** Opening DATA SUPPLIED block **

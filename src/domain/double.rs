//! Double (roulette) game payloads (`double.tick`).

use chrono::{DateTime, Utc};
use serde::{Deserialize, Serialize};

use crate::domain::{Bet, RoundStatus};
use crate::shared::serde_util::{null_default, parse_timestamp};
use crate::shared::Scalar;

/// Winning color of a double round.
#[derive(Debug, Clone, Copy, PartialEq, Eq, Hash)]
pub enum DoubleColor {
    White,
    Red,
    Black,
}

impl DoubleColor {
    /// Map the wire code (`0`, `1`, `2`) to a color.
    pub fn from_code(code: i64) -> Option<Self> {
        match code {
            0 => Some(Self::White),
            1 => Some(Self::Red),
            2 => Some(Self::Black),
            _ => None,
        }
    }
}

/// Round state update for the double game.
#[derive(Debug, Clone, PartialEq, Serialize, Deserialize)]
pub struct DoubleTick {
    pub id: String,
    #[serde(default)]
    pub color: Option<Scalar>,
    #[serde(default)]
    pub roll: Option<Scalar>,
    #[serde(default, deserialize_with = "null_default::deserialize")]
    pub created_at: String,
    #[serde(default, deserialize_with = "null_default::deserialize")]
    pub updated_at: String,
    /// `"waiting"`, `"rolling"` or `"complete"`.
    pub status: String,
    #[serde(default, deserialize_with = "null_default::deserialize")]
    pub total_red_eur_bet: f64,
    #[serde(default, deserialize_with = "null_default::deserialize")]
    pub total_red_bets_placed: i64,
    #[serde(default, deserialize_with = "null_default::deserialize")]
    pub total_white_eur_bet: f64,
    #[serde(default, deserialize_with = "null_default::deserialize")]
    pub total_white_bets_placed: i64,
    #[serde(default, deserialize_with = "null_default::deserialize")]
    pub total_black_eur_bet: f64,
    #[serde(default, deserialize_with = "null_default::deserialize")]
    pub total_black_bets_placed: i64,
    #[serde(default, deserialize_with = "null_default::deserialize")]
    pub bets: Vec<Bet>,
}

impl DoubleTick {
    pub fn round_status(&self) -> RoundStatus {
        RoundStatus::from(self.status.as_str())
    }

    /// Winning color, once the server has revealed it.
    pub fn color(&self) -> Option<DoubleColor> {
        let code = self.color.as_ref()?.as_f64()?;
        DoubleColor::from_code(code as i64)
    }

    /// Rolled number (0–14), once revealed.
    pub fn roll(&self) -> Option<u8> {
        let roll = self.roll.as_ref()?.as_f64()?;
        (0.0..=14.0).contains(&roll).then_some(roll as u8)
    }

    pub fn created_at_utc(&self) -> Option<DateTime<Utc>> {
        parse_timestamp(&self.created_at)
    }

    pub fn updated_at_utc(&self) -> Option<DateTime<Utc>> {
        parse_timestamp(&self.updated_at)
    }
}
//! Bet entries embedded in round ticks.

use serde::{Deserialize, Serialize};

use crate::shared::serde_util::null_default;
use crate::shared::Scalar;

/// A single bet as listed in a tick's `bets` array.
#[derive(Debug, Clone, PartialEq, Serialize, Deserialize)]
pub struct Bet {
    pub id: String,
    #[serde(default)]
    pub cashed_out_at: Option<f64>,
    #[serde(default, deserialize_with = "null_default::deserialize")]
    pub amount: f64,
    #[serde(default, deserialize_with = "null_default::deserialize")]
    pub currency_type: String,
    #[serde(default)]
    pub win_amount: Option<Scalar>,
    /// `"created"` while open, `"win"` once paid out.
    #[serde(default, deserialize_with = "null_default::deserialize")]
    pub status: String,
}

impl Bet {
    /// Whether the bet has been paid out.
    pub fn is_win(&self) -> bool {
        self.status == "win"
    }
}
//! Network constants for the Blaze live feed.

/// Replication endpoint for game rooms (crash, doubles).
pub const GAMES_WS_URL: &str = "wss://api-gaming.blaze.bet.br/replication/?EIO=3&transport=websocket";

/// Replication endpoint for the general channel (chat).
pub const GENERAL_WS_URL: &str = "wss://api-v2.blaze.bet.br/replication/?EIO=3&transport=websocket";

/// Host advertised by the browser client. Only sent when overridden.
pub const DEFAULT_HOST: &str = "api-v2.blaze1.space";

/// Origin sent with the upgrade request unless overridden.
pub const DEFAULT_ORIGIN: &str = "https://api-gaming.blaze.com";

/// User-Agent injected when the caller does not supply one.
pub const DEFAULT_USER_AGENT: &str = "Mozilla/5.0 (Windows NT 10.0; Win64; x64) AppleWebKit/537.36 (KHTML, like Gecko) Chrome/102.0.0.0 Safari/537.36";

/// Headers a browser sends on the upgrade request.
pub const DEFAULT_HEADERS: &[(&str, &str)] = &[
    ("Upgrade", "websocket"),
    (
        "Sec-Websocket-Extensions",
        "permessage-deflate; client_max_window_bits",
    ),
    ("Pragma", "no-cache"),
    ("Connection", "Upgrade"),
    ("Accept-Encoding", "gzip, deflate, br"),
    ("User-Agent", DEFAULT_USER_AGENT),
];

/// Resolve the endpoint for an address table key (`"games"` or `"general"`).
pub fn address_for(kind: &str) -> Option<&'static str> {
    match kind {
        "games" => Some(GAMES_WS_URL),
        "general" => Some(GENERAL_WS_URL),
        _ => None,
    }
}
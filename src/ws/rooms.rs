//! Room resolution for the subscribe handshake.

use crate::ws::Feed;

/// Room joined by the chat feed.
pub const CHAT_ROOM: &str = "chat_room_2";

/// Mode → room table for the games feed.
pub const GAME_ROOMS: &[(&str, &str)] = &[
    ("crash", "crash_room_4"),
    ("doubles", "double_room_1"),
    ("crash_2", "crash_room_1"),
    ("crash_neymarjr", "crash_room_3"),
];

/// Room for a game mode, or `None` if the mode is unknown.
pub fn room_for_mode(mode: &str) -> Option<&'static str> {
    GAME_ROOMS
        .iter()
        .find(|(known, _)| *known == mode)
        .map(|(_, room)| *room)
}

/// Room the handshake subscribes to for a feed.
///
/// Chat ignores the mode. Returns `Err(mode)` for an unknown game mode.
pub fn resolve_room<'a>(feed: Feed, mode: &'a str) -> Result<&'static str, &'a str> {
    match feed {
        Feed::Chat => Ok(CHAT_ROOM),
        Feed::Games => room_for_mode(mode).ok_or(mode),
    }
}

** Closing DATA SUPPLIED block **

> _EXERCISE BRIEF_
Each entry above should be output again, precisely as given.

> _ANSWER AREA_
filename src/domain/double.rs
//! Double (roulette) game payloads (`double.tick`).

use chrono::{DateTime, Utc};
use serde::{Deserialize, Serialize};

use crate::domain::{Bet, RoundStatus};
use crate::shared::serde_util::{null_default, parse_timestamp};
use crate::shared::Scalar;

/// Winning color of a double round.
#[derive(Debug, Clone, Copy, PartialEq, Eq, Hash)]
pub enum DoubleColor {
    White,
    Red,
    Black,
}

impl DoubleColor {
    /// Map the wire code (`0`, `1`, `2`) to a color.
    pub fn from_code(code: i64) -> Option<Self> {
        match code {
            0 => Some(Self::White),
            1 => Some(Self::Red),
            2 => Some(Self::Black),
            _ => None,
        }
    }
}

/// Round state update for the double game.
#[derive(Debug, Clone, PartialEq, Serialize, Deserialize)]
pub struct DoubleTick {
    pub id: String,
    #[serde(default)]
    pub color: Option<Scalar>,
    #[serde(default)]
    pub roll: Option<Scalar>,
    #[serde(default, deserialize_with = "null_default::deserialize")]
    pub created_at: String,
    #[serde(default, deserialize_with = "null_default::deserialize")]
    pub updated_at: String,
    /// `"waiting"`, `"rolling"` or `"complete"`.
    pub status: String,
    #[serde(default, deserialize_with = "null_default::deserialize")]
    pub total_red_eur_bet: f64,
    #[serde(default, deserialize_with = "null_default::deserialize")]
    pub total_red_bets_placed: i64,
    #[serde(default, deserialize_with = "null_default::deserialize")]
    pub total_white_eur_bet: f64,
    #[serde(default, deserialize_with = "null_default::deserialize")]
    pub total_white_bets_placed: i64,
    #[serde(default, deserialize_with = "null_default::deserialize")]
    pub total_black_eur_bet: f64,
    #[serde(default, deserialize_with = "null_default::deserialize")]
    pub total_black_bets_placed: i64,
    #[serde(default, deserialize_with = "null_default::deserialize")]
    pub bets: Vec<Bet>,
}

impl DoubleTick {
    pub fn round_status(&self) -> RoundStatus {
        RoundStatus::from(self.status.as_str())
    }

    /// Winning color, once the server has revealed it.
    pub fn color(&self) -> Option<DoubleColor> {
        let code = self.color.as_ref()?.as_f64()?;
        DoubleColor::from_code(code as i64)
    }

    /// Rolled number (0–14), once revealed.
    pub fn roll(&self) -> Option<u8> {
        let roll = self.roll.as_ref()?.as_f64()?;
        (0.0..=14.0).contains(&roll).then_some(roll as u8)
    }

    pub fn created_at_utc(&self) -> Option<DateTime<Utc>> {
        parse_timestamp(&self.created_at)
    }

    pub fn updated_at_utc(&self) -> Option<DateTime<Utc>> {
        parse_timestamp(&self.updated_at)
    }
}
//! Bet entries embedded in round ticks.

use serde::{Deserialize, Serialize};

use crate::shared::serde_util::null_default;
use crate::shared::Scalar;

/// A single bet as listed in a tick's `bets` array.
#[derive(Debug, Clone, PartialEq, Serialize, Deserialize)]
pub struct Bet {
    pub id: String,
    #[serde(default)]
    pub cashed_out_at: Option<f64>,
    #[serde(default, deserialize_with = "null_default::deserialize")]
    pub amount: f64,
    #[serde(default, deserialize_with = "null_default::deserialize")]
    pub currency_type: String,
    #[serde(default)]
    pub win_amount: Option<Scalar>,
    /// `"created"` while open, `"win"` once paid out.
    #[serde(default, deserialize_with = "null_default::deserialize")]
    pub status: String,
}

impl Bet {
    /// Whether the bet has been paid out.
    pub fn is_win(&self) -> bool {
        self.status == "win"
    }
}
//! Network constants for the Blaze live feed.

/// Replication endpoint for game rooms (crash, doubles).
pub const GAMES_WS_URL: &str = "wss://api-gaming.blaze.bet.br/replication/?EIO=3&transport=websocket";

/// Replication endpoint for the general channel (chat).
pub const GENERAL_WS_URL: &str = "wss://api-v2.blaze.bet.br/replication/?EIO=3&transport=websocket";

/// Host advertised by the browser client. Only sent when overridden.
pub const DEFAULT_HOST: &str = "api-v2.blaze1.space";

/// Origin sent with the upgrade request unless overridden.
pub const DEFAULT_ORIGIN: &str = "https://api-gaming.blaze.com";

/// User-Agent injected when the caller does not supply one.
pub const DEFAULT_USER_AGENT: &str = "Mozilla/5.0 (Windows NT 10.0; Win64; x64) AppleWebKit/537.36 (KHTML, like Gecko) Chrome/102.0.0.0 Safari/537.36";

/// Headers a browser sends on the upgrade request.
pub const DEFAULT_HEADERS: &[(&str, &str)] = &[
    ("Upgrade", "websocket"),
    (
        "Sec-Websocket-Extensions",
        "permessage-deflate; client_max_window_bits",
    ),
    ("Pragma", "no-cache"),
    ("Connection", "Upgrade"),
    ("Accept-Encoding", "gzip, deflate, br"),
    ("User-Agent", DEFAULT_USER_AGENT),
];

/// Resolve the endpoint for an address table key (`"games"` or `"general"`).
pub fn address_for(kind: &str) -> Option<&'static str> {
    match kind {
        "games" => Some(GAMES_WS_URL),
        "general" => Some(GENERAL_WS_URL),
        _ => None,
    }
}
filename src/ws/rooms.rs
//! Room resolution for the subscribe handshake.

use crate::ws::Feed;

/// Room joined by the chat feed.
pub const CHAT_ROOM: &str = "chat_room_2";

/// Mode → room table for the games feed.
pub const GAME_ROOMS: &[(&str, &str)] = &[
    ("crash", "crash_room_4"),
    ("doubles", "double_room_1"),
    ("crash_2", "crash_room_1"),
    ("crash_neymarjr", "crash_room_3"),
];

/// Room for a game mode, or `None` if the mode is unknown.
pub fn room_for_mode(mode: &str) -> Option<&'static str> {
    GAME_ROOMS
        .iter()
        .find(|(known, _)| *known == mode)
        .map(|(_, room)| *room)
}

/// Room the handshake subscribes to for a feed.
///
/// Chat ignores the mode. Returns `Err(mode)` for an unknown game mode.
pub fn resolve_room<'a>(feed: Feed, mode: &'a str) -> Result<&'static str, &'a str> {
    match feed {
        Feed::Chat => Ok(CHAT_ROOM),
        Feed::Games => room_for_mode(mode).ok_or(mode),
    }
}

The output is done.